EL ZAPATO DE PILíN - Rolando José Di Lorenzo
Pilín todos
los domingos a la mañana, salía con su papa a pescar, en el río que pasaba
cerca de su casa. No era ese un lugar de pesca abundante, pero lo suficiente. A
Alfredo, el papa de Pilín, lo que más le gustaba era estar al lado de su hijo y
a este le pasaba lo mismo. Aunque todo pescado era bien venido, porque aliviaba
la economía familiar, que en esos días estaba bastante mal. Alfredo trabajaba
desde hacía muchos años en el mismo lugar, una fábrica de tejidos, pero la paga
era cada día más baja. La economía regional y local, ayudaba a eso y los
patrones no veían mejor oportunidad que recurrir a esas escusas para no
aumentar los sueldos. La vieja historia del hombre pobre. Por eso, las mañanas de los domingos eran tan
queridas por ambos, los acercaba y así mas juntos se sentía apoyados y
confortados.
Ese domingo
Las zapatillas de Pilín estaban recién lavadas por su mama y además destinadas
para la escuela. Entonces decidieron que igual saldrían hacia el rio, pero con
los zapatos de salir, unos viejos mocasines de color marrón rojizo. Ambos
zapatos tenían la suela agujereada. Alfredo, para solucionar aunque sea a
medias, el problema, les había puesto por dentro, unas gruesas plantillas de
cartón, que también ayudaban a mantener calentitos los pies de Pilín. Los zapatos de Alfredo también estaban en el
límite de su vida útil. Habían recibido dos veces las medias suelas y ya el
zapatero, le había dicho que no aguantaban otro arreglo. Él también tenía en
ellos, las plantillas de cartón. Caminaban juntos hacia su lugar en la ribera
del río.
Cuando
llegaron comenzaron a preparar los aparejos que llevaban, se sentaron uno al
lado del otro. Se sintieron bien así, juntos casi tocándose.

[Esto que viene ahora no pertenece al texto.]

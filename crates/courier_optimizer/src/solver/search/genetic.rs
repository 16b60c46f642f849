use fxhash::FxHashSet;
use rand::{
    Rng, RngCore, SeedableRng,
    rngs::SmallRng,
    seq::{IndexedRandom, IteratorRandom},
};
use rayon::iter::{IntoParallelIterator, ParallelIterator};
use tracing::{debug, info, instrument};

use crate::{
    problem::stop::StopIdx,
    solver::{
        constraints::constraint::{check_route, check_solution},
        insertion::{CheapestInsertion, InsertionOrder},
        solution::{route::RouteIdx, working_solution::WorkingSolution},
        solver_params::GeneticParams,
    },
};

use super::{
    improve_solution::{ImproveSolution, SearchContext},
    local_search::LocalSearch,
    termination::StopReason,
};

/// Local search moves applied to each child before it joins the population.
const CHILD_DESCENT_ITERATIONS: usize = 25;

/// Steady-state genetic search. Every generation breeds children in
/// parallel from binary-tournament parents (route-based crossover, then a
/// ruin-and-recreate mutation and a short descent), each child replacing
/// the worst member of the population when it beats it.
pub struct GeneticSearch {
    params: GeneticParams,
}

impl GeneticSearch {
    pub fn new(params: GeneticParams) -> Self {
        if params.population_size < 2 {
            panic!("GeneticSearch: population needs at least two members")
        }

        GeneticSearch { params }
    }

    fn initial_population(&self, seed: &WorkingSolution, rng: &mut SmallRng) -> Vec<WorkingSolution> {
        let mut population = vec![seed.clone()];
        while population.len() < self.params.population_size {
            let mut member = seed.clone();
            self.mutate(&mut member, rng);
            population.push(member);
        }

        sort_population(&mut population);
        population
    }

    fn select<'a>(&self, population: &'a [WorkingSolution], rng: &mut SmallRng) -> &'a WorkingSolution {
        let candidates = population.iter().choose_multiple(rng, 2);
        match candidates.as_slice() {
            [first, second] if second.cost().is_better_than(&first.cost()) => *second,
            [first, ..] => *first,
            [] => &population[0],
        }
    }

    /// Keeps a random half of the first parent's routes as they are and
    /// fills the other routes with the second parent's sequences, minus
    /// stops already placed. Stops that break a hard constraint in their new
    /// route are dropped, then every stop left out is reinserted cheapest
    /// first.
    fn crossover(
        &self,
        first: &WorkingSolution,
        second: &WorkingSolution,
        rng: &mut SmallRng,
    ) -> WorkingSolution {
        let inherited: FxHashSet<RouteIdx> = first
            .route_ids()
            .filter(|&route_id| !first.route(route_id).is_empty() && rng.random_bool(0.5))
            .collect();

        let placed: FxHashSet<StopIdx> = inherited
            .iter()
            .flat_map(|&route_id| first.route(route_id).stops().iter().copied())
            .collect();

        let sequences = first
            .route_ids()
            .map(|route_id| {
                let stops = if inherited.contains(&route_id) {
                    first.route(route_id).stops().to_vec()
                } else {
                    second
                        .route(route_id)
                        .stops()
                        .iter()
                        .copied()
                        .filter(|stop_id| !placed.contains(stop_id))
                        .collect()
                };
                (route_id, stops)
            })
            .collect();

        let mut child = WorkingSolution::from_sequences(
            first.problem_arc().clone(),
            first.constraints_arc().clone(),
            sequences,
        );
        drop_infeasible_stops(&mut child);
        CheapestInsertion::new(InsertionOrder::Random).insert_unassigned(&mut child, rng);
        child
    }

    /// Radial ruin around a random stop, then cheapest reinsertion in random
    /// order.
    fn mutate(&self, solution: &mut WorkingSolution, rng: &mut SmallRng) {
        let assigned = solution.problem().num_stops() - solution.unassigned().len();
        let to_remove = ((assigned as f64 * self.params.ruin_ratio).ceil() as usize).max(1);

        let Some(center) = solution
            .problem()
            .stop_ids()
            .filter(|&stop_id| !solution.is_unassigned(stop_id))
            .choose(rng)
        else {
            return;
        };

        let problem = solution.problem_arc().clone();
        let location = problem.location(problem.stop(center).location_id());
        let mut removed = 0;
        for stop_id in problem.stop_index().nearest(location) {
            if removed == to_remove {
                break;
            }

            if let Some((route_id, position)) = solution.locate(stop_id)
                && position >= solution.route(route_id).frozen()
            {
                solution.remove_stop(route_id, position);
                removed += 1;
            }
        }

        CheapestInsertion::new(InsertionOrder::Random).insert_unassigned(solution, rng);
    }

    fn breed(
        &self,
        first: &WorkingSolution,
        second: &WorkingSolution,
        seed: u64,
    ) -> WorkingSolution {
        let mut rng = SmallRng::seed_from_u64(seed);
        let mut child = self.crossover(first, second, &mut rng);
        if rng.random_bool(self.params.mutation_rate) {
            self.mutate(&mut child, &mut rng);
        }

        LocalSearch::new().descend(&mut child, CHILD_DESCENT_ITERATIONS);
        child
    }
}

/// Unassigns stops until every route satisfies the hard constraints. Blamed
/// stops go first, otherwise the last movable stop of the route.
fn drop_infeasible_stops(solution: &mut WorkingSolution) {
    for route_id in solution.route_ids() {
        loop {
            let route = solution.route(route_id);
            let violations = check_route(solution.problem(), solution.constraints(), route);
            let Some(violation) = violations.first() else {
                break;
            };

            let movable = route.frozen()..route.len();
            let position = violation
                .stop_id
                .and_then(|stop_id| route.stops().iter().position(|&other| other == stop_id))
                .filter(|position| movable.contains(position))
                .or_else(|| route.len().checked_sub(1).filter(|last| movable.contains(last)));

            match position {
                Some(position) => {
                    solution.remove_stop(route_id, position);
                }
                None => break,
            }
        }
    }
}

fn sort_population(population: &mut [WorkingSolution]) {
    population.sort_by(|a, b| a.cost().compare(&b.cost()));
}

impl ImproveSolution for GeneticSearch {
    #[instrument(skip_all, level = "debug")]
    fn improve(&self, solution: &mut WorkingSolution, context: &mut SearchContext) {
        let mut population = self.initial_population(solution, &mut context.rng);
        let mut since_best = 0;

        for generation in 0..self.params.max_generations {
            if context.should_stop() {
                break;
            }

            let parents: Vec<(&WorkingSolution, &WorkingSolution, u64)> = (0..self
                .params
                .offspring_per_generation)
                .map(|_| {
                    (
                        self.select(&population, &mut context.rng),
                        self.select(&population, &mut context.rng),
                        context.rng.next_u64(),
                    )
                })
                .collect();

            let children: Vec<WorkingSolution> = parents
                .into_par_iter()
                .map(|(first, second, seed)| self.breed(first, second, seed))
                .collect();

            let mut improved = false;
            for mut child in children {
                if !check_solution(&child).is_empty() {
                    debug!(generation, "Infeasible child discarded");
                    continue;
                }
                improved |= context.after_iteration(&mut child);

                let worst = population.len() - 1;
                let is_duplicate = population.iter().any(|member| member.is_identical(&child));
                if !is_duplicate && child.cost().is_better_than(&population[worst].cost()) {
                    population[worst] = child;
                    sort_population(&mut population);
                }
            }

            if improved {
                since_best = 0;
                debug!(generation, cost = context.incumbent.cost().total(), "New best solution");
            } else {
                since_best += 1;
            }

            if since_best >= self.params.plateau_generations {
                info!(generation, "Fitness plateau reached");
                context.termination.finish(StopReason::Plateau);
                break;
            }
        }

        context.termination.finish(StopReason::Exhausted);
        if let Some(best) = population.first()
            && best.cost().is_better_than(&solution.cost())
        {
            *solution = best.clone();
        }
    }
}

#[cfg(test)]
mod tests {
    use std::sync::{Arc, atomic::AtomicBool};

    use super::*;
    use crate::{
        problem::capacity::Capacity,
        solver::{
            constraints::constraint::ViolationKind,
            construction::construct_solution::ConstructionStrategy,
            search::termination::{Termination, TerminationState},
            solver_params::SolverParams,
        },
        test_utils::{self, TestRoute},
    };

    #[test]
    fn test_crossover_keeps_every_stop_once() {
        let problem = test_utils::create_default_problem(20, 3, Capacity::weight(10.0));
        let mut rng = SmallRng::seed_from_u64(5);
        let mut first = test_utils::create_test_working_solution(problem.clone(), vec![]);
        ConstructionStrategy::NearestNeighbor.construct(&mut first, &mut rng);
        let mut second = test_utils::create_test_working_solution(problem, vec![]);
        ConstructionStrategy::Savings.construct(&mut second, &mut rng);

        let genetic = GeneticSearch::new(GeneticParams::default());
        let child = genetic.crossover(&first, &second, &mut rng);

        let mut seen = FxHashSet::default();
        for route in child.routes() {
            for &stop_id in route.stops() {
                assert!(seen.insert(stop_id));
            }
        }
        assert_eq!(seen.len() + child.unassigned().len(), 20);
        assert!(child.cost().approx_eq(&child.evaluate(), 1e-6));
    }

    #[test]
    fn test_late_stop_is_dropped_from_child() {
        let problem = test_utils::create_tight_window_problem();
        let mut child = test_utils::create_test_working_solution(
            problem,
            vec![TestRoute {
                resource_id: 0,
                stop_ids: vec![0, 1],
            }],
        );
        assert!(
            check_solution(&child)
                .iter()
                .any(|violation| violation.kind == ViolationKind::Lateness)
        );

        drop_infeasible_stops(&mut child);

        assert!(check_solution(&child).is_empty());
        assert_eq!(child.route(RouteIdx::new(0)).stops(), &[StopIdx::new(0)]);
        assert!(child.is_unassigned(StopIdx::new(1)));
        assert!(child.cost().approx_eq(&child.evaluate(), 1e-6));
    }

    #[test]
    fn test_overloaded_child_route_is_trimmed() {
        let problem = test_utils::create_default_problem(6, 1, Capacity::weight(3.0));
        let mut child = test_utils::create_test_working_solution(
            problem,
            vec![TestRoute {
                resource_id: 0,
                stop_ids: vec![0, 1, 2, 3, 4, 5],
            }],
        );

        drop_infeasible_stops(&mut child);

        assert!(check_solution(&child).is_empty());
        assert_eq!(child.route(RouteIdx::new(0)).len(), 3);
        assert_eq!(child.unassigned().len(), 3);
    }

    #[test]
    fn test_genetic_search_never_worse_than_seed() {
        let problem = test_utils::create_default_problem(20, 3, Capacity::weight(10.0));
        let mut rng = SmallRng::seed_from_u64(9);
        let mut solution = test_utils::create_test_working_solution(problem, vec![]);
        ConstructionStrategy::ClusterFirst.construct(&mut solution, &mut rng);
        let seed_cost = solution.cost();

        let mut params = SolverParams::default();
        params.genetic.max_generations = 5;
        params.genetic.population_size = 4;
        params.genetic.offspring_per_generation = 4;
        let termination = TerminationState::new(
            vec![Termination::Iterations(1_000)],
            Arc::new(AtomicBool::new(false)),
        );
        let mut context = SearchContext::new(&params, rng, termination, &solution);

        GeneticSearch::new(params.genetic.clone()).improve(&mut solution, &mut context);

        assert!(!seed_cost.is_better_than(context.incumbent.cost()));
        assert!(!seed_cost.is_better_than(&solution.cost()));
        assert!(context.statistics.iterations > 0);
        assert!(check_solution(&solution).is_empty());
        assert!(check_solution(context.incumbent.solution()).is_empty());
    }
}
pub mod capacity_constraint;
pub mod constraint;
pub mod constraint_set;
pub mod driver_hours_constraint;
pub mod eligibility_constraint;
pub mod time_window_constraint;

Al rato y ya con las líneas lanzadas, Pilín
se levantó y comenzó a caminar hacia la orilla. El río estaba muy retirado y
había dejado una extensión de barro pegajoso. Y jugando un imaginario partido
de futbol con una piedrita, lanzó una patada y el zapato se escapó de su pie,
hizo una cabriola en el aire y fue a parar a la orilla barrosa, resbaló
lentamente y se detuvo en el borde del agua. Con la boca abierta y los ojos
desorbitados, Pilín miró asustado a su padre. No podía decir nada, no le salían
palabras. Alfredo, que había visto el
movimiento grotesco del zapato girando en el aire y cayendo luego al rio, se
levantó rápidamente. Miró a su hijo, que ya lagrimeaba inmóvil, mirando su
mocasín marrón, hundiéndose lentamente en el agua. Entonces con toda serenidad, se sentó en una
piedra cercana, se sacó sus zapatos y medias, se arremangó los pantalones y con
sumo cuidado avanzó por el barro grisáceo, tratando de evitar una caída que le
arruinara la ropa. Cuando estuvo al lado del rebelde zapato, se agachó
lentamente y lo rescató de su terrible situación. Retrocedió de la misma forma en que había
entrado. Cuando hubo llegado, dejó el zapato en piso seguro y tomó entre sus
manos la carita de Pilín, mojada por las lágrimas y lo abrazó fuertemente, no
fue necesario que ninguno dijera nada.
Más tarde cuando sus zapatos y medias se secaron y luego de limpiar
cuidadosamente sus pies embarrados en el pasto tierno, se calzaron. Juntaron
las cosas de pesca y ambos miraron en el balde con agua que traían con la
ilusión de llenarlo, al solitario bagre que aún daba vueltas dentro de él.
Alfredo con el consentimiento silencioso de Pilín, volcó el balde con todo su
contenido en el rio y el pez rápidamente desapareció entre las aguas. Esa noche
cenarían fideos o polenta. Los dos
rieron al unísono, se tomaron de la mano y caminaron hacia su casa. Otro
domingo a la mañana había marcado sus vidas para siempre.